Getting into an industry early in its lifecycle provides a business with the potential to capitalize on a rapidly expanding market. It also runs the risk of the unknown, and the possibility that the potential market has been massively overstated.
At the other end of the lifecycle, businesses in declining industries may have limited opportunities for growth, although the lessening of competition may, paradoxically, stave off the inevitable demise and result in stable income, which may be attractive to certain owners and investors.
In between there are mature and consolidating industries in which the big tend to get bigger, and a key question for business owners is whether to grow (often through acquisition) or get out (often through trade sale).
Each lifecycle stage will be regarded as having more or less value to different investors. As such it represents a factor that affects the earnings multiples applied to a particular business in particular industries, as perceived by the potential owner or investor.
Reliance on Owner Operator
Many SME businesses are reliant on the owner operator. This can affect the value by the extent to which the business relies on the owner to operate:
If, for example, the business is reliant on the owner’s personal relationships forged over many years, a new owner may find it difficult to step into the role and run the business and justify the high asking price. The inevitable consequence:
- is loss of custom, which affects income, or
- having commercial relationships which are less favourable than were previously negotiated, which affect the cost structure of the business
Ultimately they have an adverse effect on profit.
As such the value of a business will be highly subjective, and the departing owner operator is in a difficult position. The business owner needs to show that she has a well-run business with a good reputation while at the same time present the business as having the potential to be run better and go further with the new owner.
Where there is a high level of owner reliance, the best strategy would be to prepare the business well in advance of selling it, so that owner reliance is minimised by:
- Delegating to existing trusted employees,
- Employing the right people to take over the roles
- Documenting and putting in place the operational systems, procedures and practices to ensure the business continues regardless of who owns it.
As a general rule of thumb, the less a business is reliant on the owner operator the higher the value of the earnings multiple.

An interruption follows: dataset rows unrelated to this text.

//! Registry-level effects behind the operator console.

use std::sync::Arc;
use std::time::Duration;

use tracing::{info, warn};

use super::registry::SessionRegistry;
use crate::credentials::CredentialStore;
use crate::error::ChatResult;
use crate::network::messages;

/// Pause between kicks during `kill_all`, letting each disconnect settle
pub const KICK_PACING: Duration = Duration::from_millis(250);

/// Outcome of an operation aimed at one named client
#[derive(Debug, Clone, Copy, PartialEq, Eq)]
pub enum Delivery {
    Delivered,
    NoSuchClient,
}

#[derive(Debug, Clone, Default, PartialEq, Eq)]
pub struct KillReport {
    pub kicked: Vec<String>,
}

pub struct AdminOperations {
    registry: SessionRegistry,
    store: Arc<CredentialStore>,
    kick_pacing: Duration,
}

impl AdminOperations {
    pub fn new(registry: SessionRegistry, store: Arc<CredentialStore>) -> Self {
        Self {
            registry,
            store,
            kick_pacing: KICK_PACING,
        }
    }

    pub fn with_kick_pacing(mut self, pacing: Duration) -> Self {
        self.kick_pacing = pacing;
        self
    }

    pub fn list_clients(&self) -> Vec<String> {
        self.registry.names()
    }

    /// Send `message` as the server to every session; returns recipients reached
    pub fn broadcast_from_admin(&self, message: &str) -> usize {
        self.registry.broadcast(&messages::server_line(message), None)
    }

    pub fn private_from_admin(&self, name: &str, message: &str) -> Delivery {
        match self.registry.get(name) {
            Some(handle) => {
                handle.send(&messages::server_line(message));
                Delivery::Delivered
            }
            None => Delivery::NoSuchClient,
        }
    }

    /// Notify the session, then ask it to close its connection
    pub fn kick(&self, name: &str) -> Delivery {
        match self.registry.get(name) {
            Some(handle) => {
                handle.send(messages::KICKED);
                handle.close();
                info!(user = name, "kicked");
                Delivery::Delivered
            }
            None => {
                warn!(user = name, "kick requested for unknown client");
                Delivery::NoSuchClient
            }
        }
    }

    /// Kick everyone, then delete the credential store.
    ///
    /// Irreversible: every registered credential is lost. Exiting the process
    /// is left to the caller.
    pub async fn kill_all(&self) -> ChatResult<KillReport> {
        let mut report = KillReport::default();

        for handle in self.registry.snapshot() {
            if self.kick(handle.name()) == Delivery::Delivered {
                report.kicked.push(handle.name().to_string());
            }
            // The session removes itself; this covers one that is slow to wake
            self.registry.remove_session(&handle);
            tokio::time::sleep(self.kick_pacing).await;
        }

        self.store.wipe()?;
        warn!(kicked = report.kicked.len(), "all sessions kicked and credentials wiped");
        Ok(report)
    }
}

#[cfg(test)]
mod tests {
    use super::*;
    use crate::crypto::KeyPair;
    use crate::server::registry::SessionHandle;
    use tokio::sync::mpsc;
    use uuid::Uuid;

    struct Fixture {
        _tmp: tempfile::TempDir,
        admin: AdminOperations,
        registry: SessionRegistry,
        store: Arc<CredentialStore>,
        key: KeyPair,
    }

    fn fixture() -> Fixture {
        let tmp = tempfile::tempdir().unwrap();
        let store = Arc::new(CredentialStore::open(tmp.path().join("auth.txt")).unwrap());
        let registry = SessionRegistry::new();
        let admin = AdminOperations::new(registry.clone(), store.clone()).with_kick_pacing(Duration::ZERO);
        Fixture {
            _tmp: tmp,
            admin,
            registry,
            store,
            key: KeyPair::generate(128).unwrap(),
        }
    }

    fn join(f: &Fixture, name: &str) -> (SessionHandle, mpsc::UnboundedReceiver<String>) {
        let (tx, rx) = mpsc::unbounded_channel();
        let handle = SessionHandle::new(name, Uuid::new_v4(), f.key.public_key().clone(), tx);
        f.registry.try_insert(handle.clone()).unwrap();
        (handle, rx)
    }

    fn decrypt_all(f: &Fixture, rx: &mut mpsc::UnboundedReceiver<String>) -> Vec<String> {
        let mut lines = Vec::new();
        while let Ok(line) = rx.try_recv() {
            lines.push(f.key.decrypt(&line).unwrap());
        }
        lines
    }

    #[test]
    fn test_broadcast_reaches_everyone() {
        let f = fixture();
        let (_a, mut a_rx) = join(&f, "alice");
        let (_b, mut b_rx) = join(&f, "bob");

        assert_eq!(f.admin.broadcast_from_admin("maintenance at noon"), 2);
        assert_eq!(decrypt_all(&f, &mut a_rx), vec!["SERVER: maintenance at noon"]);
        assert_eq!(decrypt_all(&f, &mut b_rx), vec!["SERVER: maintenance at noon"]);
    }

    #[test]
    fn test_private_and_missing_client() {
        let f = fixture();
        let (_a, mut a_rx) = join(&f, "alice");

        assert_eq!(f.admin.private_from_admin("alice", "hello"), Delivery::Delivered);
        assert_eq!(f.admin.private_from_admin("carol", "hello"), Delivery::NoSuchClient);
        assert_eq!(decrypt_all(&f, &mut a_rx), vec!["SERVER: hello"]);
    }

    #[tokio::test]
    async fn test_kick_notifies_and_requests_close() {
        let f = fixture();
        let (alice, mut a_rx) = join(&f, "alice");

        assert_eq!(f.admin.kick("alice"), Delivery::Delivered);
        assert_eq!(f.admin.kick("nobody"), Delivery::NoSuchClient);
        assert_eq!(decrypt_all(&f, &mut a_rx), vec![messages::KICKED]);
        tokio::time::timeout(Duration::from_secs(1), alice.closed()).await.unwrap();
    }

    #[tokio::test]
    async fn test_kill_all_empties_registry_and_wipes_store() {
        let f = fixture();
        f.store.register("alice", "pw").unwrap();
        let (_a, mut a_rx) = join(&f, "alice");
        let (_b, mut b_rx) = join(&f, "bob");

        let mut report = f.admin.kill_all().await.unwrap();
        report.kicked.sort();
        assert_eq!(report.kicked, vec!["alice", "bob"]);
        assert!(f.registry.is_empty());
        assert!(!f.store.path().exists());
        assert!(decrypt_all(&f, &mut a_rx).contains(&messages::KICKED.to_string()));
        assert!(decrypt_all(&f, &mut b_rx).contains(&messages::KICKED.to_string()));
    }

    #[test]
    fn test_list_clients() {
        let f = fixture();
        assert!(f.admin.list_clients().is_empty());
        let (_b, _rx1) = join(&f, "bob");
        let (_a, _rx2) = join(&f, "alice");
        assert_eq!(f.admin.list_clients(), vec!["alice", "bob"]);
    }
}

The market of buying and selling of businesses fluctuates over time. Some businesses are hot while others are to be avoided. For example, changes in legislation can encourage or discourage investment in particular industries. On the other hand, changes in society or demographics will also impact on the demand for particular businesses.
Australia is moving into a major demographic change, particularly among business owners, with the baby-boomers moving into retirement. The volume of businesses coming onto the market is forecast to grow significantly affecting the supply-demand equation, and thereby affecting price.